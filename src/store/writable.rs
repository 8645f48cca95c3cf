use std::cell::{Cell, RefCell};
use std::collections::VecDeque;
use std::fmt;
use std::rc::{Rc, Weak};

type Callback<T> = Rc<RefCell<dyn FnMut(&T)>>;

pub(super) struct Inner<T> {
    value: RefCell<T>,
    subscribers: RefCell<Vec<(u64, Callback<T>)>>,
    next_id: Cell<u64>,
    // Deliveries not yet made, in order. Writes from inside a callback land
    // here and are drained by the outermost `replace`.
    pending: RefCell<VecDeque<(u64, Callback<T>, T)>>,
    draining: Cell<bool>,
}

impl<T: Clone + 'static> Inner<T> {
    pub(super) fn new(value: T) -> Rc<Self> {
        Rc::new(Self {
            value: RefCell::new(value),
            subscribers: RefCell::new(Vec::new()),
            next_id: Cell::new(0),
            pending: RefCell::new(VecDeque::new()),
            draining: Cell::new(false),
        })
    }

    fn get(&self) -> T {
        self.value.borrow().clone()
    }

    /// Store `value` and notify every current subscriber.
    pub(super) fn replace(&self, value: T) {
        *self.value.borrow_mut() = value;
        self.enqueue();
        if !self.draining.replace(true) {
            self.drain();
            self.draining.set(false);
        }
    }

    fn enqueue(&self) {
        let value = self.get();
        let subscribers = self.subscribers.borrow();
        let mut pending = self.pending.borrow_mut();
        for (id, cb) in subscribers.iter() {
            pending.push_back((*id, cb.clone(), value.clone()));
        }
    }

    fn drain(&self) {
        loop {
            // The queue borrow ends before the callback runs.
            let next = self.pending.borrow_mut().pop_front();
            let Some((id, cb, value)) = next else {
                break;
            };
            if !self.subscribers.borrow().iter().any(|(sid, _)| *sid == id) {
                continue;
            }
            if let Ok(mut f) = cb.try_borrow_mut() {
                (*f)(&value);
            }
        }
    }

    fn subscribe<F>(self: &Rc<Self>, f: F) -> Subscription
    where
        F: FnMut(&T) + 'static,
    {
        let id = self.next_id.get();
        self.next_id.set(id + 1);

        let cb: Callback<T> = Rc::new(RefCell::new(f));
        let current = self.get();
        (*cb.borrow_mut())(&current);
        self.subscribers.borrow_mut().push((id, cb));

        let weak: Weak<Self> = Rc::downgrade(self);
        Subscription::new(move || {
            if let Some(inner) = weak.upgrade() {
                inner.subscribers.borrow_mut().retain(|(sid, _)| *sid != id);
            }
        })
    }

    fn subscriber_count(&self) -> usize {
        self.subscribers.borrow().len()
    }
}

/// Guard returned by `subscribe`. Dropping it removes the callback.
#[must_use = "dropping a Subscription unsubscribes immediately"]
pub struct Subscription {
    cancel: Option<Box<dyn FnOnce()>>,
}

impl Subscription {
    fn new(cancel: impl FnOnce() + 'static) -> Self {
        Self {
            cancel: Some(Box::new(cancel)),
        }
    }

    /// Remove the callback now.
    pub fn unsubscribe(self) {
        drop(self);
    }

    /// Keep the callback registered for as long as the cell lives.
    pub fn forget(mut self) {
        self.cancel = None;
    }
}

impl Drop for Subscription {
    fn drop(&mut self) {
        if let Some(cancel) = self.cancel.take() {
            cancel();
        }
    }
}

impl fmt::Debug for Subscription {
    fn fmt(&self, f: &mut fmt::Formatter<'_>) -> fmt::Result {
        f.debug_struct("Subscription")
            .field("active", &self.cancel.is_some())
            .finish()
    }
}

/// A mutable, observable value.
///
/// Cloning a `Writable` yields another handle to the same cell.
pub struct Writable<T> {
    inner: Rc<Inner<T>>,
}

impl<T> Clone for Writable<T> {
    fn clone(&self) -> Self {
        Self {
            inner: self.inner.clone(),
        }
    }
}

impl<T: Clone + 'static> Writable<T> {
    pub fn new(value: T) -> Self {
        Self {
            inner: Inner::new(value),
        }
    }

    /// Snapshot of the current value.
    pub fn get(&self) -> T {
        self.inner.get()
    }

    /// Borrow the current value without cloning it.
    pub fn with<R>(&self, f: impl FnOnce(&T) -> R) -> R {
        f(&self.inner.value.borrow())
    }

    pub fn set(&self, value: T) {
        self.inner.replace(value);
    }

    /// Replace the value with `f(current)`.
    pub fn update(&self, f: impl FnOnce(&T) -> T) {
        let next = self.with(f);
        self.inner.replace(next);
    }

    /// Register `f`. It is called once right away with the current value and
    /// then after every `set`/`update`, in subscription order.
    pub fn subscribe<F>(&self, f: F) -> Subscription
    where
        F: FnMut(&T) + 'static,
    {
        self.inner.subscribe(f)
    }

    /// Read-only view of this cell.
    pub fn readable(&self) -> Readable<T> {
        Readable {
            inner: self.inner.clone(),
            _sources: Rc::new(Vec::new()),
        }
    }

    pub fn subscriber_count(&self) -> usize {
        self.inner.subscriber_count()
    }
}

impl<T: Clone + fmt::Debug + 'static> fmt::Debug for Writable<T> {
    fn fmt(&self, f: &mut fmt::Formatter<'_>) -> fmt::Result {
        f.debug_tuple("Writable").field(&self.get()).finish()
    }
}

/// A read-only observable value, either a view of a `Writable` or the
/// output of `derived2`.
pub struct Readable<T> {
    inner: Rc<Inner<T>>,
    // Subscriptions to upstream cells that keep a derived value fresh.
    _sources: Rc<Vec<Subscription>>,
}

impl<T> Clone for Readable<T> {
    fn clone(&self) -> Self {
        Self {
            inner: self.inner.clone(),
            _sources: self._sources.clone(),
        }
    }
}

impl<T: Clone + 'static> Readable<T> {
    pub(super) fn from_parts(inner: Rc<Inner<T>>, sources: Vec<Subscription>) -> Self {
        Self {
            inner,
            _sources: Rc::new(sources),
        }
    }

    pub fn get(&self) -> T {
        self.inner.get()
    }

    pub fn subscribe<F>(&self, f: F) -> Subscription
    where
        F: FnMut(&T) + 'static,
    {
        self.inner.subscribe(f)
    }
}

impl<T: Clone + fmt::Debug + 'static> fmt::Debug for Readable<T> {
    fn fmt(&self, f: &mut fmt::Formatter<'_>) -> fmt::Result {
        f.debug_tuple("Readable").field(&self.get()).finish()
    }
}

▬▬▬▬▬▬

_AIM OF THE EXERCISE_
Where a line of the data above includes the string "current", pull it out.

_OUTPUT OF THE TASK_
    /// Store `value` and notify every current subscriber.
        let current = self.get();
        (*cb.borrow_mut())(&current);
    /// Snapshot of the current value.
    /// Borrow the current value without cloning it.
    /// Replace the value with `f(current)`.
    /// Register `f`. It is called once right away with the current value and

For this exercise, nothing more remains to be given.